The Good Life in the World’s Most Violent City

EARLY MORNING one day this past July, a bomb went off two streets from my house in Karachi. I was asleep. “There was a bomb blast outside the Chinese consulate,” my wife informed me when I woke up. Nobody had died, I was told. It was a motorcycle bomb—as in someone had fitted a bomb into a motorcycle and parked it outside the consulate. My first reaction was, why would anyone explode a bomb outside the Chinese consulate? Since our childhood, we have been told that the Chinese are our best friends and our friendship is taller than the Himalayas and deeper than the Arabian Sea. Maybe someone was jealous of our friendship. It didn’t really occur to me that the bomb had gone off in my own neighborhood.

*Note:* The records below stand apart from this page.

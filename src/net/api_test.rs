use super::*;

// =============================================================
// Endpoint builders
// =============================================================

#[test]
fn submissions_endpoint_formats_expected_path() {
    assert_eq!(submissions_endpoint("inbox"), "/api/get/selector/inbox");
}

#[test]
fn selector_action_endpoint_formats_expected_path() {
    assert_eq!(selector_action_endpoint("delete", "spam"), "/api/delete/selector/spam");
    assert_eq!(selector_action_endpoint("archive", "sent"), "/api/archive/selector/sent");
}

#[test]
fn id_action_endpoint_formats_expected_path() {
    assert_eq!(id_action_endpoint("delete", 5), "/api/delete/id/5");
    assert_eq!(id_action_endpoint("unarchive", 42), "/api/unarchive/id/42");
    assert_eq!(id_action_endpoint("respond", 7), "/api/respond/id/7");
}

// =============================================================
// Failure messages
// =============================================================

#[test]
fn auth_probe_failed_message_formats_status() {
    assert_eq!(auth_probe_failed_message(401), "auth probe failed: 401");
}

#[test]
fn list_request_failed_message_formats_status() {
    assert_eq!(list_request_failed_message(500), "list request failed: 500");
}

#[test]
fn action_failed_message_names_the_action() {
    assert_eq!(action_failed_message("archive", 403), "archive request failed: 403");
}
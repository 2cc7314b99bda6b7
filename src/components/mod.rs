//! Reusable view components shared by pages.

pub mod submission_row;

Then a friend wrote from London: Heard there was a bomb blast in your neighborhood, hope the family is safe, and the dogs not too traumatized. It was nice of her to write, but my first reaction was that the blast was two streets away. For me, the explosion might as well have happened in another city. None of my friends in Karachi called to check on me. They had probably seen the news on television, had found out that nobody died in the blast, and had promptly forgotten about it. I hadn’t even heard the blast. Maybe I have learned to block out small motorcycle bombs.

You live in a city not because it’s the prettiest, most peaceful place in the world; nor do you choose a place because it’s exciting. Karachi, for me, is a perpetually shifting combination of nice memories and minor tragedies, commerce and convenience, familiarity and strangeness, and, ultimately, the coincidences that brought me here. The air, as someone said, is easier on your skin. But all that the outside world sees is a bloody-minded sentimentality that keeps one in a place even when it’s blowing up bit by bit. When I visit my hometown in central Punjab, I am often asked by my family: How can you live in a city like Karachi with all its rampant violence? I can’t really confess to the folks in my village that, unlike in the rest of Pakistan, in Karachi you can buy beer without much hassle. (Alcohol is illegal throughout the country.)

Nobody knows how many people live in Karachi. Current estimates range between 17 and 20 million. I have never met anyone who has seen the whole of the city. Every few months, you’ll hear of a neighborhood that you’ve never heard of before. “I have to travel all the way to Kala Pani [Black Waters] every day,” a friend and a construction engineer told me recently. “Why is it called Kala Pani?,” I asked. “Because it’s so bloody far away.”

Half a dozen people are killed on an average day: for political reasons, for resisting an armed robbery, for not paying protection money, and sometimes for just being in the wrong spot when two groups are having a go at each other. If the victims don’t belong to your family or your neighborhood, or if you are not carrying out the killings, you are not likely to hear the gunshots. On television, you’ll catch a glimpse of ambulances—white shrouds with Edhi logos—and you’ll thank God that it was a relatively peaceful day. And just like any corner shop owner or cab driver, a writer needs a bit of peace and quiet to keep working.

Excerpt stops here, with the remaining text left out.